- Battle of Cumberland Bay: Part of the Seven Years' War
| Date | November 1760 |
| Location | Guantánamo Bay, Spanish Cuba |
| Result | British victory |

Belligerents
- Great Britain: France

Commanders and leaders
- Samuel Uvedale: Unknown

Strength
- 2 Frigates: 3 Privateers

Casualties and losses
- 4 killed 7 wounded: 2 Privateers captured 1 Privateer burned

= Battle of Cumberland Bay =

1760 naval battle of the Seven Years' War

The Battle of Cumberland Bay was a minor naval engagement which took place off the Spanish island of Cuba during the Seven Years war in November 1760. The action was between two Royal Navy ships and three French privateers. The engagement was a cutting out operation Guantánamo Bay in which the British were victorious - three French privateers were sunk captured or burned.

==Events==
- Background
In late 1760, the 28 gun Frigate HMS was operating off the Spanish island of Cuba and keeping an eye for known French privateers which was using the island as a base to launch attacks against British shipping. Trent was joined by HMS Boreas.

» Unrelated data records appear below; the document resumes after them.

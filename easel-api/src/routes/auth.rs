/// Authentication endpoints
///
/// This module provides user authentication endpoints:
/// - Registration
/// - Login
/// - Token refresh
///
/// Sessions are stateless: clients hold a JWT pair and "log out" by
/// discarding their tokens.
///
/// # Endpoints
///
/// - `POST /v1/auth/register` - Register new user
/// - `POST /v1/auth/login` - Login and get tokens
/// - `POST /v1/auth/refresh` - Refresh access token

use crate::{
    app::AppState,
    error::{ApiError, ApiResult, ValidationErrorDetail},
};
use axum::{extract::State, Json};
use easel_shared::{
    auth::{jwt, password},
    models::user::{CreateUser, User},
};
use serde::{Deserialize, Serialize};
use validator::Validate;

/// Register request
#[derive(Debug, Deserialize, Validate)]
pub struct RegisterRequest {
    /// Desired username (unique, case-sensitive)
    #[validate(length(min = 1, max = 64, message = "Username must be 1 to 64 characters long"))]
    pub username: String,

    /// Password (policy checked separately)
    pub password: String,
}

/// Register response
#[derive(Debug, Serialize)]
pub struct RegisterResponse {
    /// User ID
    pub user_id: String,

    /// Registered username
    pub username: String,

    /// Access token (24h)
    pub access_token: String,

    /// Refresh token (30d)
    pub refresh_token: String,
}

/// Login request
#[derive(Debug, Deserialize)]
pub struct LoginRequest {
    /// Username
    pub username: String,

    /// Password
    pub password: String,
}

/// Login response
#[derive(Debug, Serialize)]
pub struct LoginResponse {
    /// User ID
    pub user_id: String,

    /// Username
    pub username: String,

    /// Access token (24h)
    pub access_token: String,

    /// Refresh token (30d)
    pub refresh_token: String,
}

/// Refresh token request
#[derive(Debug, Deserialize)]
pub struct RefreshRequest {
    /// Refresh token
    pub refresh_token: String,
}

/// Refresh token response
#[derive(Debug, Serialize)]
pub struct RefreshResponse {
    /// New access token (24h)
    pub access_token: String,
}

/// Register a new user
///
/// Creates a new account and returns a token pair, so a fresh
/// registration is already logged in.
///
/// # Endpoint
///
/// ```text
/// POST /v1/auth/register
/// Content-Type: application/json
///
/// {
///   "username": "mika",
///   "password": "hunter2hunter2"
/// }
/// ```
///
/// # Response
///
/// ```json
/// {
///   "user_id": "uuid",
///   "username": "mika",
///   "access_token": "eyJ...",
///   "refresh_token": "eyJ..."
/// }
/// ```
///
/// # Errors
///
/// - `409 Conflict`: Username already exists
/// - `422 Unprocessable Entity`: Username or password fails validation
/// - `500 Internal Server Error`: Server error
pub async fn register(
    State(state): State<AppState>,
    Json(req): Json<RegisterRequest>,
) -> ApiResult<Json<RegisterResponse>> {
    // Validate request
    req.validate().map_err(|e| {
        let errors: Vec<ValidationErrorDetail> = e
            .field_errors()
            .iter()
            .flat_map(|(field, errors)| {
                errors.iter().map(move |error| ValidationErrorDetail {
                    field: field.to_string(),
                    message: error
                        .message
                        .as_ref()
                        .map(|m| m.to_string())
                        .unwrap_or_else(|| "Validation failed".to_string()),
                })
            })
            .collect();
        ApiError::ValidationError(errors)
    })?;

    // Validate password policy
    password::validate_password(&req.password).map_err(|message| {
        ApiError::ValidationError(vec![ValidationErrorDetail {
            field: "password".to_string(),
            message,
        }])
    })?;

    // Hash password
    let password_hash = password::hash_password(&req.password)?;

    // Create user; a duplicate username surfaces as a 409 via the
    // unique constraint
    let user = User::create(
        &state.db,
        CreateUser {
            username: req.username.clone(),
            password_hash,
        },
    )
    .await?;

    tracing::info!(user_id = %user.id, username = %user.username, "New user registered");

    // Generate tokens
    let access_claims = jwt::Claims::new(user.id, &user.username, jwt::TokenType::Access);
    let refresh_claims = jwt::Claims::new(user.id, &user.username, jwt::TokenType::Refresh);

    let access_token = jwt::create_token(&access_claims, state.jwt_secret())?;
    let refresh_token = jwt::create_token(&refresh_claims, state.jwt_secret())?;

    Ok(Json(RegisterResponse {
        user_id: user.id.to_string(),
        username: user.username,
        access_token,
        refresh_token,
    }))
}

/// Login endpoint
///
/// Authenticates a user and returns JWT tokens. Unknown usernames and
/// wrong passwords produce the same response, so the endpoint does not
/// reveal which accounts exist.
///
/// # Endpoint
///
/// ```text
/// POST /v1/auth/login
/// Content-Type: application/json
///
/// {
///   "username": "mika",
///   "password": "hunter2hunter2"
/// }
/// ```
///
/// # Response
///
/// ```json
/// {
///   "user_id": "uuid",
///   "username": "mika",
///   "access_token": "eyJ...",
///   "refresh_token": "eyJ..."
/// }
/// ```
///
/// # Errors
///
/// - `401 Unauthorized`: Invalid credentials
/// - `500 Internal Server Error`: Server error
pub async fn login(
    State(state): State<AppState>,
    Json(req): Json<LoginRequest>,
) -> ApiResult<Json<LoginResponse>> {
    // Find user by username (case-sensitive)
    let user = User::find_by_username(&state.db, &req.username)
        .await?
        .ok_or_else(|| ApiError::Unauthorized("Invalid username or password".to_string()))?;

    // Verify password
    let valid = password::verify_password(&req.password, &user.password_hash)?;
    if !valid {
        tracing::debug!(username = %req.username, "Login failed");
        return Err(ApiError::Unauthorized(
            "Invalid username or password".to_string(),
        ));
    }

    // Update last login
    User::update_last_login(&state.db, user.id).await?;

    // Generate tokens
    let access_claims = jwt::Claims::new(user.id, &user.username, jwt::TokenType::Access);
    let refresh_claims = jwt::Claims::new(user.id, &user.username, jwt::TokenType::Refresh);

    let access_token = jwt::create_token(&access_claims, state.jwt_secret())?;
    let refresh_token = jwt::create_token(&refresh_claims, state.jwt_secret())?;

    Ok(Json(LoginResponse {
        user_id: user.id.to_string(),
        username: user.username,
        access_token,
        refresh_token,
    }))
}

/// Token refresh endpoint
///
/// Exchanges a refresh token for a new access token. The account must
/// still exist; a token for a deleted account is rejected.
///
/// # Endpoint
///
/// ```text
/// POST /v1/auth/refresh
/// Content-Type: application/json
///
/// {
///   "refresh_token": "eyJ..."
/// }
/// ```
///
/// # Response
///
/// ```json
/// {
///   "access_token": "eyJ..."
/// }
/// ```
///
/// # Errors
///
/// - `401 Unauthorized`: Invalid or expired refresh token
/// - `500 Internal Server Error`: Server error
pub async fn refresh(
    State(state): State<AppState>,
    Json(req): Json<RefreshRequest>,
) -> ApiResult<Json<RefreshResponse>> {
    let claims = jwt::validate_refresh_token(&req.refresh_token, state.jwt_secret())?;

    let user = User::find_by_id(&state.db, claims.sub)
        .await?
        .ok_or_else(|| ApiError::Unauthorized("User no longer exists".to_string()))?;

    let access_claims = jwt::Claims::new(user.id, &user.username, jwt::TokenType::Access);
    let access_token = jwt::create_token(&access_claims, state.jwt_secret())?;

    Ok(Json(RefreshResponse { access_token }))
}

#[cfg(test)]
mod tests {
    use super::*;

    #[test]
    fn test_register_request_validation() {
        let valid = RegisterRequest {
            username: "mika".to_string(),
            password: "hunter2hunter2".to_string(),
        };
        assert!(valid.validate().is_ok());

        let empty_username = RegisterRequest {
            username: String::new(),
            password: "hunter2hunter2".to_string(),
        };
        assert!(empty_username.validate().is_err());

        let long_username = RegisterRequest {
            username: "a".repeat(65),
            password: "hunter2hunter2".to_string(),
        };
        assert!(long_username.validate().is_err());

        let max_username = RegisterRequest {
            username: "a".repeat(64),
            password: "hunter2hunter2".to_string(),
        };
        assert!(max_username.validate().is_ok());
    }

    #[test]
    fn test_login_response_serialization() {
        let response = LoginResponse {
            user_id: "550e8400-e29b-41d4-a716-446655440000".to_string(),
            username: "mika".to_string(),
            access_token: "access".to_string(),
            refresh_token: "refresh".to_string(),
        };

        let json = serde_json::to_string(&response).unwrap();
        assert!(json.contains("user_id"));
        assert!(json.contains("access_token"));
        assert!(json.contains("refresh_token"));
    }
}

The French privateers Vainquer and Mackau, which were hiding in the bay. The Spanish although not at war with Great Britain turned a blind eye to complaints regarding the use of their harbours for French privateers.

- Cutting out operation
Vainqueur of ten-guns, sixteen swivels, and ninety men, and the Mackau of six swivels, and fifteen men, had run into shoal water in Cumberland harbour.

Boats under the command of Lieutenant Millar, first lieutenant of Trent and Lieutenant Stuart, first lieutenant of Boreas, rowed up to the Vainqueur. They boarded the French privateer and after a brief fight took possession of her.

The Mackau was taken without difficulties any resistance: then the boats proceeded against the Guespe, of eight guns, and eighty five men, which laid at anchor further up in the Lagoon; but before they, came up the French had set her on fire, and she was destroyed.

- Aftermath
Trent lost three men killed and one man wounded and one man missing, and Boreas lost one man killed and five men wounded; French casualties are unknown. As the casualties occurred in taking Vainquer as Mackau did not resist. Boreas also lost her barge, sunk in the boarding. Vainquer was armed with 10 guns, 16 swivels, and 90 men; Mackau had 6 swivels and 15 men; Guespe had 8 guns and 86 men.

The Royal Navy had a successful cruise against French privateers, eight of which were destroyed or brought into Jamaica.